In 2001, one of the mall's original tenants, Montgomery Ward, was shuttered when the chain went bankrupt. A year later, Target opened in the former Ward's space. The Good Guys closed in 2005, and it was replaced by Golfsmith a year later in the power center. In June 200, the "Shoppingtown" moniker was dropped, and the mall became Westfield Mission Valley. In 2006, Macy's completed its acquisition of May Company, and the former Robinsons-May store was subsequently rebranded as Macy's. In August 2008, Westfield Group applied for a major renovation to the Westfield Mission Valley shopping center. The project envisioned a 500000 sqft expansion of retail space for stores, 50000 sqft of commercial space, adjacent condominiums and parking. Real estate industry experts expect the project to be long-term, and development to last five to ten years. However, as of 2021 renovations proposed in 2008 have not been done to Westfield Mission Valley.

2010s

In 2012 the Seau's restaurant closed after Junior Seau's death and was replaced by Buffalo Wild Wings in 2013. Meanwhile, at the power center Borders closed and was converted into Giant Book Sale under a short lease until 2012. Trader Joe's and Ulta Beauty opened up in the former Borders Books & Music location in 2013. In 2014 Loehmann's, liquidated their location and was replaced by a Bloomingdale's the outlet store and Tender Greens restaurant a year later in 2015. In late 2016 the indoor food court by Macy's Home and Furniture was shuttered, and a few months after that Sport Chalet had filed for bankruptcy and closed in 2016 as well. In 2017, Golfsmith was converted into a Golf Galaxy store. In March 2017, the Macy's closed as the chain closed 68 stores across the country. The Macy's Home and Furniture store remains open at Mission Valley and a regular Macy's store remains open at nearby Fashion Valley Mall. In April 2018 Ruby's Diner, posted on their doors that they have closed their location at the center after being there for more than 20 years. In 2018, Michaels moved into the former Sport Chalet space, taking over the part that faced the north parking lot. F21 Red (Forever 21's clearance store) also opened in the sub-divided former Sport Chalet location that year removing mall access to Michaels, but closed only a year after they had opened since they announced a restructuring of the company by closing 41 stores after filing for Chapter 7 bankruptcy.

2020s

In 2019, Westfield started the redevelopment of the former Michaels Arts & Crafts store, where the building was subdivided into main restaurants like Havana Grill, CAVA, Pesto Italian Craft Kitchen, and Mendocino Farms. This portion was completed in late 2020 during the COVID-19 pandemic and has some geometric inspiration after the former May Company building.
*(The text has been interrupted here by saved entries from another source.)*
pub mod client;
pub mod error_handler;

pub use client::{decode_message, mqtt_options, run_with_reconnect, ClientError, MqttSubscriber};
pub use error_handler::{ExponentialBackoff, MaxRetriesExceeded};
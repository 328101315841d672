use crate::aggregator_core::Payload;
use crate::config::MqttConfig;
use crate::mqtt::error_handler::{ExponentialBackoff, MaxRetriesExceeded};
use rumqttc::{AsyncClient, Event, MqttOptions, Packet, QoS};
use std::time::Duration;
use tokio::sync::mpsc;

const KEEP_ALIVE_SECS: u64 = 30;
const REQUEST_CHANNEL_CAPACITY: usize = 100;

#[derive(Debug)]
pub enum ClientError {
    /// Could not establish a session with the broker
    Connection(String),
    /// An established session was lost
    Disconnected(String),
    Subscribe(String),
    MaxRetries,
}

impl From<MaxRetriesExceeded> for ClientError {
    fn from(_: MaxRetriesExceeded) -> Self {
        ClientError::MaxRetries
    }
}

impl From<rumqttc::ClientError> for ClientError {
    fn from(err: rumqttc::ClientError) -> Self {
        ClientError::Subscribe(err.to_string())
    }
}

impl std::fmt::Display for ClientError {
    fn fmt(&self, f: &mut std::fmt::Formatter<'_>) -> std::fmt::Result {
        match self {
            ClientError::Connection(msg) => write!(f, "Connection error: {}", msg),
            ClientError::Disconnected(msg) => write!(f, "Disconnected from broker: {}", msg),
            ClientError::Subscribe(msg) => write!(f, "Subscribe failed: {}", msg),
            ClientError::MaxRetries => write!(f, "Maximum retry attempts exceeded"),
        }
    }
}

impl std::error::Error for ClientError {}

/// Build MQTT client options from configuration
pub fn mqtt_options(config: &MqttConfig) -> MqttOptions {
    let mut options = MqttOptions::new(config.client_id.clone(), config.broker.clone(), config.port);
    options.set_keep_alive(Duration::from_secs(KEEP_ALIVE_SECS));
    options
}

/// Decode one publish body. Failures are logged and yield `None`.
pub fn decode_message(topic: &str, body: &[u8]) -> Option<Payload> {
    match Payload::from_slice(body) {
        Ok(payload) => {
            log::debug!("[{}] {:?}", topic, payload);
            Some(payload)
        }
        Err(e) => {
            log::error!(
                "Failed to decode message on {}: {} - {}",
                topic,
                String::from_utf8_lossy(body),
                e
            );
            None
        }
    }
}

/// Subscribes to the configured topic and forwards decoded payloads
pub struct MqttSubscriber {
    config: MqttConfig,
}

impl MqttSubscriber {
    pub fn new(config: MqttConfig) -> Self {
        Self { config }
    }

    /// Run one broker session.
    ///
    /// Returns `Ok(())` once the receiving side of `tx` is closed, which is how
    /// shutdown reaches the subscriber.
    pub async fn run(&self, tx: &mpsc::Sender<Payload>) -> Result<(), ClientError> {
        log::info!(
            "🔌 Connecting to MQTT broker at {}:{}...",
            self.config.broker,
            self.config.port
        );

        let (client, mut eventloop) =
            AsyncClient::new(mqtt_options(&self.config), REQUEST_CHANNEL_CAPACITY);
        client.subscribe(self.config.topic.as_str(), QoS::AtMostOnce).await?;

        let mut connected = false;

        loop {
            let event = tokio::select! {
                event = eventloop.poll() => event,
                _ = tx.closed() => {
                    log::info!("Payload channel closed, leaving MQTT session");
                    let _ = client.try_disconnect();
                    return Ok(());
                }
            };

            match event {
                Ok(Event::Incoming(Packet::ConnAck(_))) => {
                    connected = true;
                    log::info!("✅ Connected to MQTT broker");
                }
                Ok(Event::Incoming(Packet::SubAck(_))) => {
                    log::info!("✅ Subscribed to topic: {}", self.config.topic);
                }
                Ok(Event::Incoming(Packet::Publish(publish))) => {
                    let Some(payload) = decode_message(&publish.topic, &publish.payload) else {
                        continue;
                    };
                    if tx.send(payload).await.is_err() {
                        log::info!("Payload channel closed, leaving MQTT session");
                        let _ = client.try_disconnect();
                        return Ok(());
                    }
                }
                Ok(_) => {}
                Err(e) if connected => return Err(ClientError::Disconnected(e.to_string())),
                Err(e) => return Err(ClientError::Connection(e.to_string())),
            }
        }
    }
}

/// Keep a subscriber session alive, reconnecting with backoff after failures.
///
/// Only returns once the payload channel is closed or retries run out.
pub async fn run_with_reconnect(
    config: MqttConfig,
    tx: mpsc::Sender<Payload>,
) -> Result<(), ClientError> {
    let mut backoff = ExponentialBackoff::new(
        config.retry_delay_secs,
        config.retry_max_delay_secs,
        None,
    );
    let subscriber = MqttSubscriber::new(config);

    loop {
        match subscriber.run(&tx).await {
            Ok(()) => {
                log::info!("✅ MQTT subscriber stopped gracefully");
                return Ok(());
            }
            Err(ClientError::Disconnected(msg)) => {
                log::error!("❌ MQTT connection lost: {}. Reconnecting...", msg);
                backoff.reset();
                backoff.sleep().await?;
            }
            Err(e) => {
                log::error!("❌ MQTT connection error: {}", e);
                backoff.sleep().await?;
            }
        }
    }
}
In July 2023, Westfield sold both Mission Valley shopping centers to new owners for $290 million. Real Capital Solutions and Lowe bought the original Mission Valley mall, while Sunbelt Investment Holdings Inc. bought Mission Valley West. The new manager for Mission Valley is Dallas-based Centennial. As a result of the sale, Westfield branding was dropped from both centers.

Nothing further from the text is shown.